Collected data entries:
◇ ◇ ◇ ◇

use blackjack::{
    calculate_hand_value, new_deck, new_shoe, recommend_action, search, shuffle_with_rng, simulate,
    Action, Advisor, Card, Error, GamePhase, GameRules, GameState, HiLoStrategy, Outcome, Rank,
    SearchStrategy, Suit, Tally,
};
use rand_chacha::rand_core::SeedableRng;
use rand_chacha::ChaCha8Rng;

fn cards(list: &[&str]) -> Vec<Card> {
    list.iter().map(|s| s.parse().unwrap()).collect()
}

#[test]
fn stand_on_nineteen_with_one_ply() {
    let pool = cards(&["10S", "KD", "QH", "9C", "8S", "4D"]);
    let action = recommend_action(&cards(&["10H", "9S"]), &cards(&["10C", "7D"]), &pool, 1);
    assert_eq!(action, Action::Stand);
}

#[test]
fn stand_on_nineteen_against_every_up_card() {
    let player = cards(&["10H", "9S"]);
    for rank in Rank::ALL {
        let up_card = Card::new(rank, Suit::Clubs);
        let pool: Vec<Card> = new_deck()
            .into_iter()
            .filter(|card| *card != up_card && !player.contains(card))
            .collect();
        assert_eq!(pool.len(), 49);

        let rec = Advisor::default().with_depth(1).evaluate(&player, &[up_card], &pool);
        assert_eq!(rec.action, Action::Stand, "up card {up_card}");
        assert!(rec.hit_win_probability() < rec.stand_win_probability(), "up card {up_card}");
    }
}

#[test]
fn soft_seventeen_against_low_pool() {
    let player = cards(&["AH", "6S"]);
    let dealer = cards(&["9C"]);
    let pool = cards(&["2H", "3D", "4C", "5S", "2C", "3S"]);

    let rec = Advisor::default().with_depth(2).evaluate(&player, &dealer, &pool);
    assert_eq!(rec.hit_branches, pool.len());
    assert!(rec.hit.total() > 0);
    assert!(rec.stand.total() > 0);
    for p in [rec.hit_win_probability(), rec.stand_win_probability()] {
        assert!((0.0..=1.0).contains(&p));
    }
    // Low cards never bust a soft 17 on one hit.
    assert_eq!(rec.hit.bust, 0);
}

#[test]
fn single_card_pool_has_one_hit_successor() {
    let pool = cards(&["5H"]);
    let rec = Advisor::default().evaluate(&cards(&["KH", "QS"]), &cards(&["10C", "6D"]), &pool);
    assert_eq!(rec.hit_branches, 1);
    assert!(rec.hit.total() >= 1);
    assert!(rec.stand.total() >= 1);
    assert_eq!(rec.action, Action::Stand);
}

#[test]
fn malformed_cards_are_rejected() {
    assert!(matches!("ZH".parse::<Card>(), Err(Error::InvalidRank(_))));
    assert!(matches!("10X".parse::<Card>(), Err(Error::InvalidSuit(_))));
    assert!(matches!(Card::from_index(52), Err(Error::InvalidCardIndex(52))));
}

#[test]
fn free_search_from_decision_point() {
    let tally = search(&cards(&["2H"]), &cards(&["10H", "8S"]), &cards(&["10C", "6D"]), 2);
    assert_eq!(tally, Tally { win: 1, tie: 1, ..Tally::default() });
    assert_eq!(tally.count(Outcome::Tie), 1);
}

#[test]
fn shuffled_shoe_keeps_every_card() {
    let shoe = new_shoe(3).unwrap();
    let mut shuffled = shuffle_with_rng(&mut ChaCha8Rng::seed_from_u64(11), &shoe, 5);
    assert_ne!(shuffled, shoe);

    let mut sorted = shoe.clone();
    sorted.sort_by_key(Card::index);
    shuffled.sort_by_key(Card::index);
    assert_eq!(shuffled, sorted);
}

#[test]
fn advised_round_plays_to_settlement() {
    let rules = GameRules::default();
    let advisor = Advisor::new(rules).with_depth(1);
    let mut rng = ChaCha8Rng::seed_from_u64(21);

    for _ in 0..10 {
        let mut game = GameState::new(rules).unwrap();
        game.shuffle(&mut rng);
        game.deal_initial().unwrap();
        while game.phase == GamePhase::PlayerTurn {
            let rec = game.recommend(&advisor);
            game.apply(rec.action).unwrap();
        }
        game.settle().unwrap();

        assert_eq!(game.phase, GamePhase::Settled);
        assert!(game.outcome.is_some());
        if !game.player.is_busted() {
            assert!(calculate_hand_value(&game.dealer.cards) >= 17);
        } else {
            assert_eq!(game.dealer.len(), 2);
        }
    }
}

#[test]
fn simulation_outcomes_sum_to_games() {
    let rules = GameRules::shoe(2);
    let mut rng = ChaCha8Rng::seed_from_u64(31);
    let hilo = simulate(&HiLoStrategy, rules, 300, &mut rng).unwrap();
    assert_eq!(hilo.wins + hilo.losses + hilo.pushes, 300);

    let search = simulate(&SearchStrategy::new(rules).with_depth(1), rules, 10, &mut rng).unwrap();
    assert_eq!(search.games, 10);
    assert_eq!(search.wins + search.losses + search.pushes, 10);
}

◇ ◇ ◇ ◇

* **Exercise goal**
Transcribe the data. Leave every line exactly as it is.

* **Reply**
use blackjack::{
    calculate_hand_value, new_deck, new_shoe, recommend_action, search, shuffle_with_rng, simulate,
    Action, Advisor, Card, Error, GamePhase, GameRules, GameState, HiLoStrategy, Outcome, Rank,
    SearchStrategy, Suit, Tally,
};
use rand_chacha::rand_core::SeedableRng;
use rand_chacha::ChaCha8Rng;

fn cards(list: &[&str]) -> Vec<Card> {
    list.iter().map(|s| s.parse().unwrap()).collect()
}

#[test]
fn stand_on_nineteen_with_one_ply() {
    let pool = cards(&["10S", "KD", "QH", "9C", "8S", "4D"]);
    let action = recommend_action(&cards(&["10H", "9S"]), &cards(&["10C", "7D"]), &pool, 1);
    assert_eq!(action, Action::Stand);
}

#[test]
fn stand_on_nineteen_against_every_up_card() {
    let player = cards(&["10H", "9S"]);
    for rank in Rank::ALL {
        let up_card = Card::new(rank, Suit::Clubs);
        let pool: Vec<Card> = new_deck()
            .into_iter()
            .filter(|card| *card != up_card && !player.contains(card))
            .collect();
        assert_eq!(pool.len(), 49);

        let rec = Advisor::default().with_depth(1).evaluate(&player, &[up_card], &pool);
        assert_eq!(rec.action, Action::Stand, "up card {up_card}");
        assert!(rec.hit_win_probability() < rec.stand_win_probability(), "up card {up_card}");
    }
}

#[test]
fn soft_seventeen_against_low_pool() {
    let player = cards(&["AH", "6S"]);
    let dealer = cards(&["9C"]);
    let pool = cards(&["2H", "3D", "4C", "5S", "2C", "3S"]);

    let rec = Advisor::default().with_depth(2).evaluate(&player, &dealer, &pool);
    assert_eq!(rec.hit_branches, pool.len());
    assert!(rec.hit.total() > 0);
    assert!(rec.stand.total() > 0);
    for p in [rec.hit_win_probability(), rec.stand_win_probability()] {
        assert!((0.0..=1.0).contains(&p));
    }
    // Low cards never bust a soft 17 on one hit.
    assert_eq!(rec.hit.bust, 0);
}

#[test]
fn single_card_pool_has_one_hit_successor() {
    let pool = cards(&["5H"]);
    let rec = Advisor::default().evaluate(&cards(&["KH", "QS"]), &cards(&["10C", "6D"]), &pool);
    assert_eq!(rec.hit_branches, 1);
    assert!(rec.hit.total() >= 1);
    assert!(rec.stand.total() >= 1);
    assert_eq!(rec.action, Action::Stand);
}

#[test]
fn malformed_cards_are_rejected() {
    assert!(matches!("ZH".parse::<Card>(), Err(Error::InvalidRank(_))));
    assert!(matches!("10X".parse::<Card>(), Err(Error::InvalidSuit(_))));
    assert!(matches!(Card::from_index(52), Err(Error::InvalidCardIndex(52))));
}

#[test]
fn free_search_from_decision_point() {
    let tally = search(&cards(&["2H"]), &cards(&["10H", "8S"]), &cards(&["10C", "6D"]), 2);
    assert_eq!(tally, Tally { win: 1, tie: 1, ..Tally::default() });
    assert_eq!(tally.count(Outcome::Tie), 1);
}

#[test]
fn shuffled_shoe_keeps_every_card() {
    let shoe = new_shoe(3).unwrap();
    let mut shuffled = shuffle_with_rng(&mut ChaCha8Rng::seed_from_u64(11), &shoe, 5);
    assert_ne!(shuffled, shoe);

    let mut sorted = shoe.clone();
    sorted.sort_by_key(Card::index);
    shuffled.sort_by_key(Card::index);
    assert_eq!(shuffled, sorted);
}

#[test]
fn advised_round_plays_to_settlement() {
    let rules = GameRules::default();
    let advisor = Advisor::new(rules).with_depth(1);
    let mut rng = ChaCha8Rng::seed_from_u64(21);

    for _ in 0..10 {
        let mut game = GameState::new(rules).unwrap();
        game.shuffle(&mut rng);
        game.deal_initial().unwrap();
        while game.phase == GamePhase::PlayerTurn {
            let rec = game.recommend(&advisor);
            game.apply(rec.action).unwrap();
        }
        game.settle().unwrap();

        assert_eq!(game.phase, GamePhase::Settled);
        assert!(game.outcome.is_some());
        if !game.player.is_busted() {
            assert!(calculate_hand_value(&game.dealer.cards) >= 17);
        } else {
            assert_eq!(game.dealer.len(), 2);
        }
    }
}

#[test]
fn simulation_outcomes_sum_to_games() {
    let rules = GameRules::shoe(2);
    let mut rng = ChaCha8Rng::seed_from_u64(31);
    let hilo = simulate(&HiLoStrategy, rules, 300, &mut rng).unwrap();
    assert_eq!(hilo.wins + hilo.losses + hilo.pushes, 300);

    let search = simulate(&SearchStrategy::new(rules).with_depth(1), rules, 10, &mut rng).unwrap();
    assert_eq!(search.games, 10);
    assert_eq!(search.wins + search.losses + search.pushes, 10);
}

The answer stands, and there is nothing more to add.